KT: That's something the board has to decide. Their statement on that is once they're confident improved profit levels will be maintained. We're obviously getting much closer to that. We're conscious we have a large retail base and they're usually more sensitive to dividend payments than the institutional investors. It's likely to be sooner rather than later, but I can't make any predictions or promises.
SC: To what extent does Tower's return to profitability and profitability in future depend on rising world share markets increasing the value of its managed funds?
KT: That's certainly a factor. It's not that significant. We make a reasonable proportion of our returns out of insurance and also out of the services we provide around wealth management and insurance.
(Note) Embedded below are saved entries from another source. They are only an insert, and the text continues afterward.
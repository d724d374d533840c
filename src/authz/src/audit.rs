//! Audit records for authorization decisions
//!
//! Every completed decision produces a [`DecisionRecord`]. The matched SID and
//! policy are kept for audit even though the caller-facing error omits them.

use async_trait::async_trait;
use chrono::{DateTime, Utc};
use serde::{Deserialize, Serialize};
use std::sync::Arc;
use tokio::sync::RwLock;
use tracing::info;
use uuid::Uuid;

/// Outcome as seen by the audit trail
#[derive(Debug, Clone, Copy, PartialEq, Eq, Serialize, Deserialize)]
#[serde(rename_all = "snake_case")]
pub enum AuditOutcome {
    Allow,
    Deny,
    NoMatch,
    AssumptionRequired,
}

/// One authorization decision
#[derive(Debug, Clone, PartialEq, Eq, Serialize, Deserialize)]
pub struct DecisionRecord {
    pub id: Uuid,
    pub timestamp: DateTime<Utc>,
    pub principal_id: String,
    pub resource_id: String,
    pub action: String,
    pub outcome: AuditOutcome,
    #[serde(default, skip_serializing_if = "Option::is_none")]
    pub sid: Option<String>,
    #[serde(default, skip_serializing_if = "Option::is_none")]
    pub policy: Option<String>,
}

impl DecisionRecord {
    pub fn new(
        principal_id: impl Into<String>,
        resource_id: impl Into<String>,
        action: impl Into<String>,
        outcome: AuditOutcome,
    ) -> Self {
        Self {
            id: Uuid::new_v4(),
            timestamp: Utc::now(),
            principal_id: principal_id.into(),
            resource_id: resource_id.into(),
            action: action.into(),
            outcome,
            sid: None,
            policy: None,
        }
    }

    /// Attach the matched statement and policy
    pub fn with_match(mut self, sid: Option<&str>, policy: Option<&str>) -> Self {
        self.sid = sid.map(str::to_string);
        self.policy = policy.map(str::to_string);
        self
    }
}

/// Destination for decision records
#[async_trait]
pub trait AuditSink: Send + Sync {
    async fn record(&self, record: DecisionRecord);
}

/// Emits each record as a JSON `tracing` event on the `authz::audit` target
#[derive(Debug, Clone, Copy, Default)]
pub struct TracingAuditSink;

#[async_trait]
impl AuditSink for TracingAuditSink {
    async fn record(&self, record: DecisionRecord) {
        match serde_json::to_string(&record) {
            Ok(json) => info!(target: "authz::audit", decision = %json, "authorization decision"),
            Err(e) => info!(
                target: "authz::audit",
                id = %record.id,
                error = %e,
                "authorization decision (unserializable)"
            ),
        }
    }
}

/// Keeps records in memory
#[derive(Clone, Default)]
pub struct InMemoryAuditSink {
    records: Arc<RwLock<Vec<DecisionRecord>>>,
}

impl InMemoryAuditSink {
    pub fn new() -> Self {
        Self::default()
    }

    pub async fn records(&self) -> Vec<DecisionRecord> {
        self.records.read().await.clone()
    }

    /// Records for a principal, oldest first
    pub async fn principal_history(&self, principal_id: &str) -> Vec<DecisionRecord> {
        self.records
            .read()
            .await
            .iter()
            .filter(|r| r.principal_id == principal_id)
            .cloned()
            .collect()
    }
}

#[async_trait]
impl AuditSink for InMemoryAuditSink {
    async fn record(&self, record: DecisionRecord) {
        self.records.write().await.push(record);
    }
}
The funds going up in terms of investment returns is felt in fee revenue.
SC: What level of profitability are you expecting from Tower three years from now and what strategy have you put in place to ensure that the objective is achieved?
KT: I think we would see our current level of profitability relative to shareholders' equity is unsatisfactory. It only represents about a 5% or 6% return on equity on an annualised basis. We obviously need to do much better than that. We're growing the business and we've taken a lot of costs out of the business. We're hopefully at the end of significant one-off costs that have been seen in the last three half-year periods. We're confident of improving profitability over the next three years but I'm obviously unable to put specific figures on that.
KT: Is there anything else you would like investors to know?
CN: We were very happy with our profit in the first-half. Equally important to us is seeing some of the key underlying business issues going in the right direction. The key one is growth in sales. We've seen good sales growth in much of our business and expenses are coming down and lapse rates are coming down. They're probably the three key indicators of how our business is going. There has been a strong turn around in those indicators in the last six months.
KT: What about your share price?
CN: On a one-year basis it looks pretty good, but not looking back further. Our shareholders who have been in for a long time have lost value. We're working very hard to restore that value but we've certainly got some way to go yet. Most shareholders now will have got half their shares at 90 cents.